Build Log: Google Photos Downloader in Rust


  • All my photos are in Google Photos
    • Used to go with Dropbox + Google Photos, but this was impractical.
    • Want to back things up locally.
  • Takeout is impractical and very flaky
    • The export to Google Drive works ok but takes days
    • And I’m not convinced that the incremental nature of this export works as expected.
  • I don’t want to stop using Google Photos, and it has an API, so I can just download my media periodically instead.
  • No downloaders exist (that I could find).
  • I’ll build one instead.
  • I recently read the Rust book and wanted to try using it for a real project that isn’t too trivial, so this seems like a good fit.


Google Photos API

  • The API allows downloading pages of metadata, containing information about my media.
    • Each page is capped at 100 media items, but can contain fewer (not sure why; distribution?)
    • Media information within a page contains things like a (forever) ID and a download URL that’s valid for 60 minutes.
  • There’s also a search API that allows you to query for all media created after a certain date
    • This can be ambiguous; EXIF date, upload date, etc.?
    • Primary goal is completeness of the backed up data, so I’m not considering this seriously.
  • Continuation tokens, not page numbers, so metadata fetches can’t be parallelized.
  • Download requests are capped at 75k/day, all other API calls are capped at 10k/day.
    • Quotas reset at midnight pacific time.
  • Design
    • Design 1
      • Download all pages from beginning to end, saving the ID for each media item in a local database.
      • Iterate over items in the local database, request a download URL for each one, and download it.
      • Not ideal because of rate limits; extra overhead of a local database.
    • Design 2
      • Download all pages from beginning to end
      • Each page comes with temporary download URLs for the media it represents
      • Download all media before moving to the next page
      • Use the filesystem itself to decide whether or not we’ve already downloaded a file (use the media’s ID parameter as the filename)
  • The “correct” thing to do is to dynamically detect the mime type of downloaded (can this be calculated while streaming?) files and use that to set the extension
    • This sounds difficult, and I think most apps will “just cope” if I use .jpg and .mp4 as hardcoded extensions.
    • This seems to be the case so far, but this is something I want to fix.
  • Best way to detect quota overage?
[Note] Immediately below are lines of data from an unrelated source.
impl<O: SceneObject> WorldManager<O> {
    /// Create a world with the given gravity and solver iterations per step.
    pub fn new(gravity: Vec3, sub_step_count: usize) -> Result<Self> {
        Self::with_settings(WorldSettings {
            gravity,
            solver_sub_steps: sub_step_count,
            ..WorldSettings::default()
        })
    }

    pub fn with_settings(settings: WorldSettings) -> Result<Self> {
        if !settings.gravity.iter().all(|g| g.is_finite()) {
            return Err(WorldError::InvalidGravity);
        }
        if !settings.fixed_time_step.is_finite() || settings.fixed_time_step <= 0.0 {
            return Err(WorldError::InvalidTimeStep(settings.fixed_time_step));
        }
        let solver_iterations =
            NonZeroUsize::new(settings.solver_sub_steps).ok_or(WorldError::InvalidSubSteps)?;

        let mut integration_parameters = IntegrationParameters {
            dt: settings.fixed_time_step,
            ..IntegrationParameters::default()
        };
        integration_parameters.num_solver_iterations = solver_iterations.get();

        log::debug!(
            "Creating physics world: gravity={:?}, solver iterations={}",
            settings.gravity,
            settings.solver_sub_steps
        );

        Ok(Self {
            settings,
            integration_parameters,
            accumulator: 0.0,
            pipeline: PhysicsPipeline::new(),
            collision_pipeline: CollisionPipeline::new(),
            islands: IslandManager::new(),
            broad_phase: BroadPhaseBvh::new(),
            narrow_phase: NarrowPhase::new(),
            bodies: RigidBodySet::new(),
            colliders: ColliderSet::new(),
            impulse_joints: ImpulseJointSet::new(),
            multibody_joints: MultibodyJointSet::new(),
            ccd_solver: CCDSolver::new(),
            registrations: BTreeMap::new(),
            owners: HashMap::new(),
            collisions: CollisionIndex::new(),
            scratch: Vec::new(),
        })
    }

    pub fn settings(&self) -> &WorldSettings {
        &self.settings
    }

    pub fn gravity(&self) -> Vec3 {
        self.settings.gravity
    }

    /// Change gravity and wake every body so resting bodies react to it.
    pub fn set_gravity(&mut self, gravity: Vec3) -> Result<()> {
        if !gravity.iter().all(|g| g.is_finite()) {
            return Err(WorldError::InvalidGravity);
        }
        self.settings.gravity = gravity;
        for (_, rb) in self.bodies.iter_mut() {
            rb.wake_up(true);
        }
        Ok(())
    }

    /// Build a body from an explicit definition. Nothing is inserted yet.
    pub fn build_body(&self, def: &BodyDef) -> Result<PhysicsBody> {
        build_body(def)
    }

    /// Build a body for `object`, inferring the shape from its geometry and taking
    /// its current pose and scale. Later scale changes are not tracked.
    pub fn build_body_for(&self, object: &O, kind: ShapeKind, mass: MassParams) -> Result<PhysicsBody> {
        let shape = ShapeDef::infer(object, kind, self.settings.min_box_length)?;
        let def = BodyDef::new(shape)
            .translation(object.translation())
            .rotation(object.rotation())
            .scale(object.scale())
            .mass(mass)
            .margin(self.settings.margin);
        build_body(&def)
    }

    /// Insert `body` into the world for `object`.
    ///
    /// Returns `false` without touching the world when the object's id is already
    /// registered; `body` is dropped in that case.
    pub fn register(&mut self, object: O, body: PhysicsBody) -> bool {
        let id = object.id();
        if self.registrations.contains_key(&id) {
            log::warn!("Scene object {id} is already registered, ignoring new body");
            return false;
        }

        let body_handle = self.bodies.insert(body.rigid_body);
        let collider =
            self.colliders
                .insert_with_parent(body.collider, body_handle, &mut self.bodies);

        self.owners.insert(body_handle, id);
        self.registrations.insert(
            id,
            Registration {
                object,
                body: body_handle,
                collider,
            },
        );
        log::debug!("Registered scene object {id} as {body_handle:?}");
        true
    }

    /// Remove the body of `id` from the world and release it.
    ///
    /// Returns the scene object handle that was stored at registration, or `None`
    /// when `id` is not registered.
    pub fn unregister(&mut self, id: SceneObjectId) -> Option<O> {
        let Some(registration) = self.registrations.remove(&id) else {
            log::debug!("Scene object {id} is not registered, nothing to remove");
            return None;
        };

        self.owners.remove(&registration.body);
        // Removing the body also removes its attached collider.
        self.bodies.remove(
            registration.body,
            &mut self.islands,
            &mut self.colliders,
            &mut self.impulse_joints,
            &mut self.multibody_joints,
            true,
        );
        self.collisions.remove_object(id);

        log::debug!("Unregistered scene object {id}");
        Some(registration.object)
    }

    /// Advance the simulation by `dt` seconds and report the contacts of this step.
    ///
    /// Time is consumed in `fixed_time_step` increments, at most `max_sub_steps`
    /// per call; time beyond that budget is dropped. `max_sub_steps == 0` takes a
    /// single variable step of exactly `dt`. When no step is due (including
    /// `dt == 0`) a zero-length step still refreshes contacts.
    ///
    /// Contacts are detected on the final poses, so the returned index always
    /// describes the poses just written to the scene objects.
    ///
    /// After stepping every registered scene object receives its body's pose and
    /// the collision index is rebuilt from the narrow phase.
    pub fn update(&mut self, dt: f32, max_sub_steps: usize) -> Result<&CollisionIndex> {
        if !dt.is_finite() || dt < 0.0 {
            return Err(WorldError::InvalidTimeStep(dt));
        }

        let steps = self.integrate(dt, max_sub_steps);
        log::trace!("Physics update: dt={dt}, steps={steps}");

        self.sync_objects();
        self.rebuild_collisions();
        Ok(&self.collisions)
    }

    fn integrate(&mut self, dt: f32, max_sub_steps: usize) -> usize {
        if max_sub_steps == 0 {
            self.step(dt);
            if dt > 0.0 {
                self.refresh_contacts();
            }
            return usize::from(dt > 0.0);
        }

        let fixed = self.settings.fixed_time_step;
        self.accumulator += dt;
        let due = (self.accumulator / fixed).floor();
        self.accumulator -= due * fixed;

        let steps = (due as usize).min(max_sub_steps);
        if steps == 0 {
            self.step(0.0);
        }
        for _ in 0..steps {
            self.step(fixed);
        }
        if steps > 0 {
            self.refresh_contacts();
        }
        steps
    }

    fn step(&mut self, dt: f32) {
        self.integration_parameters.dt = dt;
        self.pipeline.step(
            &self.settings.gravity,
            &self.integration_parameters,
            &mut self.islands,
            &mut self.broad_phase,
            &mut self.narrow_phase,
            &mut self.bodies,
            &mut self.colliders,
            &mut self.impulse_joints,
            &mut self.multibody_joints,
            &mut self.ccd_solver,
            &(),
            &(),
        );
    }

    /// Run collision detection on the current poses without integrating.
    ///
    /// A physics step detects contacts before it moves the bodies, so its
    /// manifolds lag one step behind the poses it produces. Must directly follow
    /// a physics step so no user changes to bodies are pending; the island
    /// manager would never see them.
    fn refresh_contacts(&mut self) {
        self.collision_pipeline.step(
            self.integration_parameters.prediction_distance(),
            &mut self.broad_phase,
            &mut self.narrow_phase,
            &mut self.bodies,
            &mut self.colliders,
            &(),
            &(),
        );
    }

    fn sync_objects(&mut self) {
        let mut scratch = std::mem::take(&mut self.scratch);

        scratch.extend(self.registrations.iter().filter_map(|(&id, registration)| {
            self.bodies
                .get(registration.body)
                .map(|rb| (id, Transform::from(rb.position())))
        }));

        for (id, pose) in scratch.drain(..) {
            if let Some(registration) = self.registrations.get_mut(&id) {
                registration
                    .object
                    .set_pose(pose.translation, pose.rotation);
            }
        }

        self.scratch = scratch;
    }

    fn rebuild_collisions(&mut self) {
        self.collisions.clear();

        for pair in self.narrow_phase.contact_pairs() {
            if !pair.manifolds.iter().any(|m| !m.points.is_empty()) {
                continue;
            }

            let a = owner_of(&self.colliders, &self.owners, pair.collider1);
            let b = owner_of(&self.colliders, &self.owners, pair.collider2);
            match (a, b) {
                (Some(a), Some(b)) => self.collisions.insert_pair(a, b),
                _ => {
                    log::warn!(
                        "Skipping contact between {:?} and {:?}: collider has no registered scene object",
                        pair.collider1,
                        pair.collider2
                    );
                    self.collisions.note_skipped();
                }
            }
        }
    }

    /// Contacts found by the last [`Self::update`].
    pub fn collisions(&self) -> &CollisionIndex {
        &self.collisions
    }

    pub fn contacts_of(&self, id: SceneObjectId) -> &BTreeSet<SceneObjectId> {
        self.collisions.contacts_of(id)
    }

    pub fn is_contacting(&self, a: SceneObjectId, b: SceneObjectId) -> bool {
        self.collisions.is_contacting(a, b)
    }

    pub fn contains(&self, id: SceneObjectId) -> bool {
        self.registrations.contains_key(&id)
    }

    pub fn len(&self) -> usize {
        self.registrations.len()
    }

    pub fn is_empty(&self) -> bool {
        self.registrations.is_empty()
    }

    /// Registered ids in ascending order.
    pub fn ids(&self) -> impl Iterator<Item = SceneObjectId> + '_ {
        self.registrations.keys().copied()
    }

    pub fn object(&self, id: SceneObjectId) -> Option<&O> {
        self.registrations.get(&id).map(|r| &r.object)
    }

    /// Current simulated pose of the body registered for `id`.
    pub fn body_transform(&self, id: SceneObjectId) -> Option<Transform> {
        let registration = self.registrations.get(&id)?;
        self.bodies
            .get(registration.body)
            .map(|rb| Transform::from(rb.position()))
    }

    /// Push the body pose of `id` onto its scene object outside of [`Self::update`].
    pub fn sync_object(&mut self, id: SceneObjectId) -> bool {
        let Some(pose) = self.body_transform(id) else {
            return false;
        };
        match self.registrations.get_mut(&id) {
            Some(registration) => {
                registration
                    .object
                    .set_pose(pose.translation, pose.rotation);
                true
            }
            None => false,
        }
    }

    /// Insert fixed world geometry that belongs to no scene object.
    ///
    /// Contacts against it are not reported in the collision index; they are
    /// counted in [`CollisionIndex::skipped_manifolds`].
    pub fn add_static(&mut self, shape: &ShapeDef, transform: Transform) -> Result<ColliderHandle> {
        if !transform.is_finite() {
            return Err(WorldError::InvalidPose);
        }
        let shared = shape.to_shared_shape(self.settings.margin)?;
        let mut collider = ColliderBuilder::new(shared).build();
        collider.set_position(transform.iso());
        Ok(self.colliders.insert(collider))
    }

    pub fn remove_static(&mut self, handle: ColliderHandle) -> bool {
        if self
            .colliders
            .get(handle)
            .is_none_or(|collider| collider.parent().is_some())
        {
            return false;
        }
        self.colliders
            .remove(handle, &mut self.islands, &mut self.bodies, true)
            .is_some()
    }

    /// Cast a ray from the body origin of `id` along `local_direction` rotated into
    /// world space, ignoring the body itself.
    ///
    /// Returns the scene object hit (`None` for unowned statics) and the hit
    /// distance. The broad phase only knows colliders that existed at the last
    /// [`Self::update`].
    pub fn cast_ray_from(
        &self,
        id: SceneObjectId,
        local_direction: Vec3,
        max_distance: f32,
    ) -> Option<(Option<SceneObjectId>, f32)> {
        let registration = self.registrations.get(&id)?;
        let pose = self.bodies.get(registration.body)?.position();

        let direction = pose.rotation * local_direction;
        if direction.norm_squared() <= f32::EPSILON {
            return None;
        }
        let ray = Ray::new(Point::from(pose.translation.vector), direction.normalize());

        let filter = QueryFilter::default().exclude_rigid_body(registration.body);
        let query_pipeline = self.query_pipeline(filter);
        let (collider, distance) = query_pipeline.cast_ray(&ray, max_distance.max(0.0), true)?;

        Some((owner_of(&self.colliders, &self.owners, collider), distance))
    }

    /// True when something lies closer than `max_distance` along the ray
    /// described in [`Self::cast_ray_from`].
    pub fn ray_hit_within(&self, id: SceneObjectId, local_direction: Vec3, max_distance: f32) -> bool {
        self.cast_ray_from(id, local_direction, max_distance)
            .is_some_and(|(_, distance)| distance < max_distance)
    }

    fn query_pipeline<'a>(&'a self, filter: QueryFilter<'a>) -> QueryPipeline<'a> {
        self.broad_phase.as_query_pipeline(
            self.narrow_phase.query_dispatcher(),
            &self.bodies,
            &self.colliders,
            filter,
        )
    }

    /// Rapier collider handle of the body registered for `id`.
    pub fn collider(&self, id: SceneObjectId) -> Option<ColliderHandle> {
        self.registrations.get(&id).map(|r| r.collider)
    }
}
Attempt to track locally or just react to 529s?
    • Started with the former, but switched to the latter because it’s easier and more correct
    • No way to get the “live quota” at runtime via the API
  • Magnitude:
    • Google drive says I have 94 gigs of photos
    • Google dashboard says I have 198k photos
  • Quirks
    • Download photos by appending =d, videos by appending =dv
    • “For Android motion photos, only a video file is returned. For iOS Live Photos, a ZIP file containing both the photo and video files is returned”
      • I played around this a bit, and this appears to be untrue (for iOS)
      • iOS live photos show up as regular photos (no ZIP); they just respond to both =d and =dv
      • Worse, there’s no way to figure out if a given photo is a live photo or not based on the metadata; the only way is to try downloading with =dv
        • 200? Live photo. 404? Regular photo.
      • This has implications for “Design 2”; we can’t use just the filesystem to prevent redownloads anymore. Fix this by:
        • Every photo is potentially a live photo until proven otherwise
        • Try downloading every photo with both =d and =dv
        • If the latter returns a 404, write the ID to a non-motion-photos file (why not SQLite?)
        • At worst, this halves the download quota (75k → 37k)
        • When deciding whether or not to download a photo:
          • If the photo exists in non-motion-photos, check the filesystem for a photo with the id
          • If the photo doesn’t exist in non-motion-photos, check the fs (independently) for both a photo and a video
        • Load the file into a HashSet on boot.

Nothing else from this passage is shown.